All Quiet on the Western Front by Incognito Theatre Company – Photographer Marco Marsenic

Incognito Theatre Company: All Quiet on the Western Front | Review

All Quiet on the Western Front by Incognito Theatre Company – Photographer Marco Marsenic
All Quiet on the Western Front by Incognito Theatre Company – Photographer Marco Marsenic

The First World War was a horror of gas, industrialized slaughter fear and appalling human suffering.” wrote Nick Harkaway in 2012, and they were correct in every respect. Millions dead, empires lost, and the groundwork laid for the rise of fascism less than twenty years later. And for what? Why did this ‘war to end all wars’ happen? That is the question on the minds of the young men at the heart of Incognito Theatre Company’s production of All Quiet on the Western Front at the Vault Festival.

Sitting in a schoolroom in a small town in Germany, the teacher, Professor Kantorek is exhorting his class of teenage boys to rise as one, and volunteer for the Kaiser’s army. Stirred by a feeling of patriotism, five of them (Angus Castle-Doughty, Charlie Macvicar, Daniel Whitlam, George John and Joshua Eldridge-Smith) along with the rest of their class do so. After basic training, under the command of Corporal Himmelstoss, an overbearing bully who uses his stripes to torment those below him, the boys are shipped off to the Western Front with the promise it will all be over by Christmas.

Based on WWI veteran Erich Maria Remarque’s 1928 book “Westen nichts Neues, lit” (Nothing New In the West), Incognito TC have distilled the story of Paul Bäumer and his school friends into a one-act, hour-long production of true brilliance. Director: Roberta Zuric has the boys tell the story through a combination of dialogue, direct to audience speech and movement – with choreography by Zac Nemorin. Unfortunately, I do not have a name for the Lighting Designer, but they and Sound Designer Oscar Macguire should be applauded for their work enhancing the depiction of war and life in the trenches.

There are battles, death and destruction but there are also wonderfully normal moments, such as the time when the fixer of the group, Stanislaus “Kat” Katczinsky, manages to scavenge a diner treat for them, only for the British to go and ruin things with a round of artillery shells. And that peaceful time when the guys are using the lavatory together, chatting away unselfconsciously, whilst sitting doing what comes naturally, their trousers around their ankles, which really re-awakened memories of the camaraderie that was part of my life in the RAF.

What the story does tell you is the way people are changed by war. At one point, Paul has some leave and goes home and finds that he no longer fits in with a group of civilians who are pretty much unaffected by the action going on a few hundred miles away from them.
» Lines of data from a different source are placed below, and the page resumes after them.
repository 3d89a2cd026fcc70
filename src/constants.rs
pub const USERNAME_PREFIX: &str = "ftp-";

pub mod accounts {

    pub const DEFAULT_LIFETIME_DAYS: u32 = 7;

    pub const DEFAULT_BASE_DIRECTORY: &str = "/srv/ftp";

    pub const DEFAULT_UID: i32 = 1001;

    pub const DEFAULT_GID: i32 = 1001;

    pub const DEFAULT_EXPIRING_WINDOW_DAYS: u32 = 3;
}

pub mod credentials {

    pub const DEFAULT_PASSWORD_LENGTH: usize = 13;

    /// Hex characters of the SHA-1 digest kept in generated usernames.
    pub const USERNAME_HASH_CHARS: usize = 10;
}

pub mod database {
    use std::time::Duration;

    pub const DEFAULT_MYSQL_PORT: u16 = 3306;

    pub const CONNECT_TIMEOUT: Duration = Duration::from_secs(10);

    pub const PASSWORD_ENV_VAR: &str = "FTPACCOUNTS_DB_PASSWORD";
}
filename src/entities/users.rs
use sea_orm::entity::prelude::*;

/// One virtual FTP login, in the column layout pure-ftpd's SQL backend queries.
#[derive(Clone, Debug, PartialEq, Eq, DeriveEntityModel)]
#[sea_orm(table_name = "users")]
pub struct Model {
    #[sea_orm(primary_key, auto_increment = false, column_name = "User")]
    pub user: String,

    /// Argon2id password hash
    #[sea_orm(column_name = "Password")]
    pub password: String,

    #[sea_orm(column_name = "Uid")]
    pub uid: i32,

    #[sea_orm(column_name = "Gid")]
    pub gid: i32,

    #[sea_orm(column_name = "Dir")]
    pub dir: String,

    #[sea_orm(column_name = "RequestedBy")]
    pub requested_by: Option<String>,

    #[sea_orm(column_name = "RequestedOn")]
    pub requested_on: Date,

    /// Suspends the login independently of the expiration date.
    #[sea_orm(column_name = "Active")]
    pub active: bool,

    #[sea_orm(column_name = "ExpirationDate")]
    pub expiration_date: Date,

    #[sea_orm(column_name = "RenewedOn")]
    pub renewed_on: Option<Date>,

    #[sea_orm(column_name = "RenewCounter")]
    pub renew_counter: i32,
}

#[derive(Copy, Clone, Debug, EnumIter, DeriveRelation)]
pub enum Relation {}

impl ActiveModelBehavior for ActiveModel {}
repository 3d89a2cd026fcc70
use anyhow::{Context, Result};
use chrono::NaiveDate;
use sea_orm::sea_query::Expr;
use sea_orm::{
    ActiveModelTrait, ColumnTrait, DatabaseConnection, EntityTrait, PaginatorTrait, QueryFilter, QueryOrder,
    QuerySelect, Set,
};
use tracing::debug;

use crate::entities::{prelude::*, users};

/// Fields supplied when inserting a new account row.
#[derive(Debug, Clone)]
pub struct NewAccountRow {
    pub user: String,
    pub password_hash: String,
    pub uid: i32,
    pub gid: i32,
    pub dir: String,
    pub requested_by: Option<String>,
    pub requested_on: NaiveDate,
    pub expiration_date: NaiveDate,
}

/// One statement per method against the `users` table.
pub struct AccountRepository {
    conn: DatabaseConnection,
}

impl AccountRepository {
    #[must_use]
    pub const fn new(conn: DatabaseConnection) -> Self {
        Self { conn }
    }

    pub async fn exists(&self, username: &str) -> Result<bool> {
        let count = Users::find()
            .filter(users::Column::User.eq(username))
            .count(&self.conn)
            .await
            .context("Failed to query user by name")?;

        Ok(count > 0)
    }

    pub async fn get(&self, username: &str) -> Result<Option<users::Model>> {
        Users::find_by_id(username.to_string())
            .one(&self.conn)
            .await
            .context("Failed to load user")
    }

    pub async fn insert(&self, row: NewAccountRow) -> Result<users::Model> {
        let active_model = users::ActiveModel {
            user: Set(row.user),
            password: Set(row.password_hash),
            uid: Set(row.uid),
            gid: Set(row.gid),
            dir: Set(row.dir),
            requested_by: Set(row.requested_by),
            requested_on: Set(row.requested_on),
            active: Set(true),
            expiration_date: Set(row.expiration_date),
            renewed_on: Set(None),
            renew_counter: Set(0),
        };

        // No error context here: callers inspect the DbErr for key conflicts.
        let model = active_model.insert(&self.conn).await?;

        debug!("Inserted user row {}", model.user);
        Ok(model)
    }

    /// Rows ordered by name, optionally restricted to one value of `Active`.
    pub async fn list(&self, active: Option<bool>) -> Result<Vec<users::Model>> {
        let mut query = Users::find().order_by_asc(users::Column::User);

        if let Some(active) = active {
            query = query.filter(users::Column::Active.eq(active));
        }

        query
            .all(&self.conn)
            .await
            .context("Failed to list users")
    }

    /// Active rows whose expiration date lies in `[from, to]`.
    pub async fn list_expiring_between(
        &self,
        from: NaiveDate,
        to: NaiveDate,
    ) -> Result<Vec<users::Model>> {
        Users::find()
            .filter(users::Column::Active.eq(true))
            .filter(users::Column::ExpirationDate.between(from, to))
            .order_by_asc(users::Column::ExpirationDate)
            .order_by_asc(users::Column::User)
            .all(&self.conn)
            .await
            .context("Failed to list expiring users")
    }

    pub async fn set_active(&self, username: &str, active: bool) -> Result<u64> {
        let result = Users::update_many()
            .col_expr(users::Column::Active, Expr::value(active))
            .filter(users::Column::User.eq(username))
            .exec(&self.conn)
            .await
            .context("Failed to update active flag")?;

        Ok(result.rows_affected)
    }

    pub async fn count_deactivated(&self, username: &str) -> Result<u64> {
        Users::find()
            .filter(users::Column::User.eq(username))
            .filter(users::Column::Active.eq(false))
            .count(&self.conn)
            .await
            .context("Failed to query deactivated state")
    }

    pub async fn count_expired(&self, username: &str, today: NaiveDate) -> Result<u64> {
        Users::find()
            .filter(users::Column::User.eq(username))
            .filter(users::Column::ExpirationDate.lt(today))
            .count(&self.conn)
            .await
            .context("Failed to query expiration state")
    }

    /// Sets the new expiration, bumps `RenewCounter` in place and stamps `RenewedOn`.
    pub async fn renew(
        &self,
        username: &str,
        expiration_date: NaiveDate,
        today: NaiveDate,
    ) -> Result<u64> {
        let result = Users::update_many()
            .col_expr(users::Column::ExpirationDate, Expr::value(expiration_date))
            .col_expr(
                users::Column::RenewCounter,
                Expr::col(users::Column::RenewCounter).add(1),
            )
            .col_expr(users::Column::RenewedOn, Expr::value(today))
            .col_expr(users::Column::Active, Expr::value(true))
            .filter(users::Column::User.eq(username))
            .exec(&self.conn)
            .await
            .context("Failed to renew user")?;

        Ok(result.rows_affected)
    }

    pub async fn requester(&self, username: &str) -> Result<Option<(Option<String>, NaiveDate)>> {
        Users::find()
            .select_only()
            .column(users::Column::RequestedBy)
            .column(users::Column::RequestedOn)
            .filter(users::Column::User.eq(username))
            .into_tuple::<(Option<String>, NaiveDate)>()
            .one(&self.conn)
            .await
            .context("Failed to query requester")
    }
}
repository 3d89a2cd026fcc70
pub mod accounts;
pub mod cli;
pub mod config;
pub mod constants;
pub mod db;
pub mod entities;
pub mod services;

use clap::Parser;
use tracing::info;
use tracing_subscriber::EnvFilter;

use cli::{Cli, Commands, GenerateCommands};
pub use config::Config;
pub use db::Store;
pub use services::{AccountError, AccountService, SeaOrmAccountService};

pub async fn run() -> anyhow::Result<()> {
    let args = Cli::parse();

    // The config file may not exist yet.
    if matches!(args.command, Commands::Init) {
        init_tracing(&Config::default());
        let path = args.config.unwrap_or_else(Config::default_config_path);
        return cli::cmd_init(&path).await;
    }

    let source = args.config.clone().or_else(Config::locate);
    let config = match &source {
        Some(path) => Config::load_from_path(path)?,
        None => Config::load()?,
    };

    init_tracing(&config);

    match &source {
        Some(path) => info!("Loaded config from: {}", path.display()),
        None => info!("No config file found, using defaults"),
    }

    match args.command {
        Commands::Init => Ok(()),

        Commands::InitDb => cli::cmd_init_db(&config).await,

        Commands::Ping => cli::cmd_ping(&config).await,

        Commands::Create {
            username,
            generate,
            password,
            lifetime,
            requested_by,
        } => {
            cli::cmd_create_account(
                &config,
                username.as_deref(),
                generate.as_deref(),
                password.as_deref(),
                lifetime,
                requested_by.as_deref(),
            )
            .await
        }

        Commands::List { filter, json } => cli::cmd_list_accounts(&config, filter, json).await,

        Commands::Show { username, json } => cli::cmd_show_account(&config, &username, json).await,

        Commands::Renew { username, lifetime } => {
            cli::cmd_renew_account(&config, &username, lifetime).await
        }

        Commands::Activate { username } => cli::cmd_activate_account(&config, &username).await,

        Commands::Deactivate { username } => cli::cmd_deactivate_account(&config, &username).await,

        Commands::Status { username } => cli::cmd_account_status(&config, &username).await,

        Commands::Requester { username } => cli::cmd_requester(&config, &username).await,

        Commands::Expiring { days, json } => cli::cmd_list_expiring(&config, days, json).await,

        Commands::Generate { command } => match command {
            GenerateCommands::Password { length } => {
                cli::cmd_generate_password(&config, length).await
            }
            GenerateCommands::Username { seed } => cli::cmd_generate_username(&seed).await,
        },
    }
}

/// Logs go to stderr so command output on stdout stays scriptable.
fn init_tracing(config: &Config) {
    use tracing_subscriber::{layer::SubscriberExt, util::SubscriberInitExt};

    let env_filter = EnvFilter::try_from_default_env()
        .unwrap_or_else(|_| EnvFilter::new(&config.general.log_level));

    let registry = tracing_subscriber::registry().with(env_filter);

    if config.general.log_format.eq_ignore_ascii_case("json") {
        registry
            .with(
                tracing_subscriber::fmt::layer()
                    .json()
                    .with_writer(std::io::stderr),
            )
            .init();
    } else {
        registry
            .with(tracing_subscriber::fmt::layer().with_writer(std::io::stderr))
            .init();
    }
}
//! Account helpers that do not touch the database: lifetime parsing and
//! credential generation.

pub mod credentials;
pub mod lifetime;

pub use credentials::{generate_password, generate_username, hash_password, verify_password};
pub use lifetime::{Lifetime, check_date_format};

/// Home directory for an account, always `/`-joined regardless of host OS.
#[must_use]
pub fn home_directory(base_directory: &str, username: &str) -> String {
    format!("{}/{}", base_directory.trim_end_matches('/'), username)
}

#[cfg(test)]
mod tests {
    use super::*;

    #[test]
    fn test_home_directory() {
        assert_eq!(home_directory("/srv/ftp", "alice"), "/srv/ftp/alice");
        assert_eq!(home_directory("/srv/ftp/", "alice"), "/srv/ftp/alice");
    }
}
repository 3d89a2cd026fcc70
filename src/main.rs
use ftpaccounts::run;

fn main() -> anyhow::Result<()> {
    // One connection, one statement at a time: no need for worker threads.
    let runtime = tokio::runtime::Builder::new_current_thread()
        .enable_all()
        .build()?;

    runtime.block_on(run())
}
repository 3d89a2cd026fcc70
use sea_orm_migration::prelude::*;

use crate::constants::accounts::{DEFAULT_GID, DEFAULT_UID};

#[derive(DeriveMigrationName)]
pub struct Migration;

#[async_trait::async_trait]
impl MigrationTrait for Migration {
    async fn up(&self, manager: &SchemaManager) -> Result<(), DbErr> {
        manager
            .create_table(
                Table::create()
                    .table(Users::Table)
                    .if_not_exists()
                    .col(
                        ColumnDef::new(Users::User)
                            .string_len(255)
                            .not_null()
                            .primary_key(),
                    )
                    .col(ColumnDef::new(Users::Password).string_len(255).not_null())
                    .col(
                        ColumnDef::new(Users::Uid)
                            .integer()
                            .not_null()
                            .default(DEFAULT_UID),
                    )
                    .col(
                        ColumnDef::new(Users::Gid)
                            .integer()
                            .not_null()
                            .default(DEFAULT_GID),
                    )
                    .col(ColumnDef::new(Users::Dir).string_len(255).not_null())
                    .col(ColumnDef::new(Users::RequestedBy).string_len(255).null())
                    .col(ColumnDef::new(Users::RequestedOn).date().not_null())
                    .col(
                        ColumnDef::new(Users::Active)
                            .boolean()
                            .not_null()
                            .default(true),
                    )
                    .col(ColumnDef::new(Users::ExpirationDate).date().not_null())
                    .col(ColumnDef::new(Users::RenewedOn).date().null())
                    .col(
                        ColumnDef::new(Users::RenewCounter)
                            .integer()
                            .not_null()
                            .default(0),
                    )
                    .to_owned(),
            )
            .await?;

        // pure-ftpd filters on the flag and the date for every login
        manager
            .create_index(
                Index::create()
                    .name("idx_users_active_expiration")
                    .table(Users::Table)
                    .col(Users::Active)
                    .col(Users::ExpirationDate)
                    .if_not_exists()
                    .to_owned(),
            )
            .await
    }

    async fn down(&self, manager: &SchemaManager) -> Result<(), DbErr> {
        manager
            .drop_table(Table::drop().table(Users::Table).to_owned())
            .await
    }
}

#[derive(Iden)]
enum Users {
    Table,
    #[iden = "User"]
    User,
    #[iden = "Password"]
    Password,
    #[iden = "Uid"]
    Uid,
    #[iden = "Gid"]
    Gid,
    #[iden = "Dir"]
    Dir,
    #[iden = "RequestedBy"]
    RequestedBy,
    #[iden = "RequestedOn"]
    RequestedOn,
    #[iden = "Active"]
    Active,
    #[iden = "ExpirationDate"]
    ExpirationDate,
    #[iden = "RenewedOn"]
    RenewedOn,
    #[iden = "RenewCounter"]
    RenewCounter,
}
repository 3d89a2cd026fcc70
pub mod prelude;

pub mod users;
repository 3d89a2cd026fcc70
pub mod account;
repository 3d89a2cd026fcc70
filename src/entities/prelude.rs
pub use super::users::Entity as Users;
Indeed, there is a marvellous moment when, after travelling for two days from the trenches, a weary Paul fails to salute a Major for whom the niceties of military etiquette are the only thing that matters. Even worse, is the discussion when the boys have real trouble imagining what life will be like when the war is over. As Paul says, “We are not youth any longer. We don’t want to take the world by storm. We are fleeing from ourselves, from our life. We were eighteen and had begun to love life and the world; and we had to shoot it to pieces.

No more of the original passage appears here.